Records to use:
○ ○ ○ ○ ○

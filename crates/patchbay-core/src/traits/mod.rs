// SPDX-FileCopyrightText: 2026 Patchbay Contributors
// SPDX-License-Identifier: MIT OR Apache-2.0

//! Plugin object and loader traits.

pub mod loader;
pub mod plugin;

pub use loader::{EntryPoint, ModuleLoader, PackageIndex};
pub use plugin::{Attr, LazyAttr, PluginCommand, PluginObject};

○ ○ ○ ○ ○

What is required: Each line above is to be restated exactly as it stands.

Task output:
filename crates/patchbay-core/src/traits/mod.rs
// SPDX-FileCopyrightText: 2026 Patchbay Contributors
// SPDX-License-Identifier: MIT OR Apache-2.0

//! Plugin object and loader traits.

pub mod loader;
pub mod plugin;

pub use loader::{EntryPoint, ModuleLoader, PackageIndex};
pub use plugin::{Attr, LazyAttr, PluginCommand, PluginObject};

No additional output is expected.